I guess it can be implemented in a more effective and optimized way, but with
what I have right now first naive pgbench tests show that slowdown is about 3%.
Before I'll dig into it more, it would be nice to hear your opinion about this
idea -  does it make sense to have something like this?
diff --git a/src/backend/access/transam/xloginsert.c b/src/backend/access/transam/xloginsert.c
index 5bea073..64e450c 100644
--- a/src/backend/access/transam/xloginsert.c
+++ b/src/backend/access/transam/xloginsert.c
@@ -31,6 +31,7 @@
 #include "storage/proc.h"
 #include "utils/memutils.h"
 #include "pg_trace.h"
+#include "pgstat.h"
 
 /* Buffer size required to store a compressed version of backup block image */
 #define PGLZ_MAX_BLCKSZ PGLZ_MAX_OUTPUT(BLCKSZ)

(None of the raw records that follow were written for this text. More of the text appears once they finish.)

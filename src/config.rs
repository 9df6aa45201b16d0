//! YAML pipeline definitions.
//!
//! A pipeline file lists step strings in the same form `Document::steps`
//! records them, so a document's history can be pasted into a config and
//! replayed.
//!
//! ## Example YAML Configuration
//!
//! ```yaml
//! version: "1.0"
//! name: basic
//! steps:
//!   - CleanNumber()
//!   - BasicTokenizer()
//!   - CaseTokens(mode='lower')
//! logging:
//!   level: info
//!   json: false
//! ```

use std::fs;
use std::path::Path;

use serde::{Deserialize, Serialize};
use thiserror::Error;
use transformers::{Registry, TransformError, parse_step};

use crate::compose::Compose;
use crate::logging::LoggingConfig;

/// Errors that can occur when loading YAML configuration files
#[derive(Debug, Error)]
pub enum ConfigLoadError {
    #[error("failed to read config file: {0}")]
    FileRead(#[from] std::io::Error),

    #[error("failed to parse YAML: {0}")]
    YamlParse(#[from] serde_yaml::Error),

    #[error("validation error: {0}")]
    Validation(String),

    #[error("unsupported config version: {0}")]
    UnsupportedVersion(String),

    #[error("pipeline error: {0}")]
    Pipeline(#[from] TransformError),
}

#[derive(Debug, Clone, PartialEq, Serialize, Deserialize)]
#[serde(rename_all = "snake_case")]
pub struct PipelineConfig {
    /// Configuration format version
    pub version: String,

    #[serde(default)]
    pub name: Option<String>,

    /// Step strings, applied in order.
    #[serde(default)]
    pub steps: Vec<String>,

    #[serde(default)]
    pub logging: LoggingConfig,
}

impl PipelineConfig {
    /// Load a YAML configuration file from the given path
    pub fn from_file<P: AsRef<Path>>(path: P) -> Result<Self, ConfigLoadError> {
        let content = fs::read_to_string(path)?;
        Self::from_yaml(&content)
    }

    /// Parse and validate YAML configuration from a string
    pub fn from_yaml(yaml: &str) -> Result<Self, ConfigLoadError> {
        let config: PipelineConfig = serde_yaml::from_str(yaml)?;
        config.validate()?;
        Ok(config)
    }

    /// Checks the version, the logging filter and that every step parses
    /// and names a built-in transformer. Transformers are not constructed,
    /// so files referenced by steps are not opened here.
    pub fn validate(&self) -> Result<(), ConfigLoadError> {
        self.validate_with(Registry::global())
    }

    pub fn validate_with(&self, registry: &Registry) -> Result<(), ConfigLoadError> {
        match self.version.as_str() {
            "1.0" | "1" => Ok(()),
            v => Err(ConfigLoadError::UnsupportedVersion(v.to_string())),
        }?;

        if self.steps.is_empty() {
            return Err(ConfigLoadError::Validation(
                "steps must list at least one transformer".to_string(),
            ));
        }

        self.logging
            .validate()
            .map_err(|err| ConfigLoadError::Validation(err.to_string()))?;

        for (index, step) in self.steps.iter().enumerate() {
            let parsed = parse_step(step).map_err(|err| err.at_step(index, step))?;
            if !registry.contains(&parsed.name) {
                return Err(TransformError::UnknownTransformer {
                    name: parsed.name,
                    index,
                    steps: self.steps.clone(),
                }
                .into());
            }
        }

        Ok(())
    }

    /// Constructs the pipeline from the built-in transformers.
    pub fn build_pipeline(&self) -> Result<Compose, ConfigLoadError> {
        self.build_pipeline_with(Registry::global())
    }

    pub fn build_pipeline_with(&self, registry: &Registry) -> Result<Compose, ConfigLoadError> {
        Ok(Compose::from_steps_with(registry, &self.steps)?)
    }

    /// Serializes back to YAML.
    pub fn to_yaml(&self) -> Result<String, ConfigLoadError> {
        Ok(serde_yaml::to_string(self)?)
    }
}

impl Default for PipelineConfig {
    fn default() -> Self {
        Self {
            version: "1.0".to_string(),
            name: None,
            steps: Vec::new(),
            logging: LoggingConfig::default(),
        }
    }
}

impl From<&Compose> for PipelineConfig {
    fn from(pipeline: &Compose) -> Self {
        Self {
            steps: pipeline
                .transformers()
                .iter()
                .map(|stage| stage.identity())
                .collect(),
            ..Self::default()
        }
    }
}
use serde::{Deserialize, Serialize};

use crate::embedding::Embedding;

/// A single token produced by a tokenizer stage.
///
/// `original` is fixed at construction. Every later stage reads and writes
/// `cleaned`, which starts out unset and is defaulted from `original` the
/// first time a token-level stage touches it (see [`Token::ensure_cleaned`]).
/// The annotation fields stay `None` unless a stage that produces them ran.
#[derive(Debug, Clone, PartialEq, Serialize, Deserialize)]
pub struct Token {
    original: String,
    /// Working value for token-level stages.
    pub cleaned: Option<String>,
    pub lemma: Option<String>,
    pub stem: Option<String>,
    pub ner: Option<String>,
    /// Set only by an embedding stage.
    pub embedded: Option<Embedding>,
}

impl Token {
    pub fn new(original: impl Into<String>) -> Self {
        Self {
            original: original.into(),
            cleaned: None,
            lemma: None,
            stem: None,
            ner: None,
            embedded: None,
        }
    }

    /// Builder used mostly by tests to describe an expected token.
    pub fn with_cleaned(mut self, cleaned: impl Into<String>) -> Self {
        self.cleaned = Some(cleaned.into());
        self
    }

    pub fn original(&self) -> &str {
        &self.original
    }

    /// The cleaned text so far, falling back to `original` when no stage has
    /// touched this token yet.
    pub fn cleaned_text(&self) -> &str {
        self.cleaned.as_deref().unwrap_or(&self.original)
    }

    /// Defaults `cleaned` from `original` if unset and returns it for mutation.
    pub fn ensure_cleaned(&mut self) -> &mut String {
        let original = &self.original;
        self.cleaned.get_or_insert_with(|| original.clone())
    }
}

impl AsRef<str> for Token {
    fn as_ref(&self) -> &str {
        self.cleaned_text()
    }
}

@@ -103,6 +104,15 @@ static int	max_rdatas;			/* allocated size */
 
 static bool begininsert_called = false;
 
+#define FPW_COUNTER_HASH_SIZE 100
+
+typedef struct {
+	Oid				db;
+	PgStat_Counter	counter;
+} FpwCounterEntry;
+
+static HTAB *fpwCounterStatHash = NULL;
+
 /* Memory context to hold the registered buffer and data references. */
 static MemoryContext xloginsert_cxt;
 
@@ -192,7 +202,9 @@ XLogEnsureRecordSpace(int max_block_id, int ndatas)
 void
 XLogResetInsertion(void)
 {
-	int			i;
+	int				i;
+	HASH_SEQ_STATUS fstat;
+	FpwCounterEntry *fpwEntry;
 
 	for (i = 0; i < max_registered_block_id; i++)
 		registered_buffers[i].in_use = false;
@@ -203,6 +215,14 @@ XLogResetInsertion(void)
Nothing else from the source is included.